▶ _The task_
I need the records below retyped exactly.
*** Begin section ***
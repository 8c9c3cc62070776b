mod in_memory;
mod postgres;

use async_trait::async_trait;
use thiserror::Error;

use crate::types::{
    KnowledgeBaseEntry, KnowledgeBaseQuery, KnowledgeBaseUpdate, Message, NewKnowledgeBaseEntry,
    PageQuery,
};

pub use in_memory::InMemoryStore;
pub use postgres::PostgresStore;

/// Returned by `create_entry` when the message already has an entry.
#[derive(Debug, Error)]
#[error("message {message_id} already has a knowledge base entry")]
pub struct DuplicateEntry {
    pub message_id: String,
}

/// Persistence for chat history and the curated knowledge base.
#[async_trait]
pub trait DashboardStore: Send + Sync {
    async fn create_message(&self, question: &str, answer: &str) -> anyhow::Result<Message>;

    async fn get_message(&self, id: &str) -> anyhow::Result<Option<Message>>;

    /// Newest first, each with its knowledge-base entry attached when saved.
    async fn list_messages(&self, page: PageQuery) -> anyhow::Result<Vec<Message>>;

    async fn find_entry_by_message(
        &self,
        message_id: &str,
    ) -> anyhow::Result<Option<KnowledgeBaseEntry>>;

    async fn create_entry(&self, entry: NewKnowledgeBaseEntry)
    -> anyhow::Result<KnowledgeBaseEntry>;

    async fn get_entry(&self, id: &str) -> anyhow::Result<Option<KnowledgeBaseEntry>>;

    /// Pinned entries first, then newest first.
    async fn list_entries(
        &self,
        query: &KnowledgeBaseQuery,
    ) -> anyhow::Result<Vec<KnowledgeBaseEntry>>;

    async fn update_entry(
        &self,
        id: &str,
        update: KnowledgeBaseUpdate,
    ) -> anyhow::Result<Option<KnowledgeBaseEntry>>;

    async fn delete_entry(&self, id: &str) -> anyhow::Result<bool>;
}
*** End section ***
▶ _Result below_
repository 8c9c3cc62070776b
mod in_memory;
mod postgres;

use async_trait::async_trait;
use thiserror::Error;

use crate::types::{
    KnowledgeBaseEntry, KnowledgeBaseQuery, KnowledgeBaseUpdate, Message, NewKnowledgeBaseEntry,
    PageQuery,
};

pub use in_memory::InMemoryStore;
pub use postgres::PostgresStore;

/// Returned by `create_entry` when the message already has an entry.
#[derive(Debug, Error)]
#[error("message {message_id} already has a knowledge base entry")]
pub struct DuplicateEntry {
    pub message_id: String,
}

/// Persistence for chat history and the curated knowledge base.
#[async_trait]
pub trait DashboardStore: Send + Sync {
    async fn create_message(&self, question: &str, answer: &str) -> anyhow::Result<Message>;

    async fn get_message(&self, id: &str) -> anyhow::Result<Option<Message>>;

    /// Newest first, each with its knowledge-base entry attached when saved.
    async fn list_messages(&self, page: PageQuery) -> anyhow::Result<Vec<Message>>;

    async fn find_entry_by_message(
        &self,
        message_id: &str,
    ) -> anyhow::Result<Option<KnowledgeBaseEntry>>;

    async fn create_entry(&self, entry: NewKnowledgeBaseEntry)
    -> anyhow::Result<KnowledgeBaseEntry>;

    async fn get_entry(&self, id: &str) -> anyhow::Result<Option<KnowledgeBaseEntry>>;

    /// Pinned entries first, then newest first.
    async fn list_entries(
        &self,
        query: &KnowledgeBaseQuery,
    ) -> anyhow::Result<Vec<KnowledgeBaseEntry>>;

    async fn update_entry(
        &self,
        id: &str,
        update: KnowledgeBaseUpdate,
    ) -> anyhow::Result<Option<KnowledgeBaseEntry>>;

    async fn delete_entry(&self, id: &str) -> anyhow::Result<bool>;
}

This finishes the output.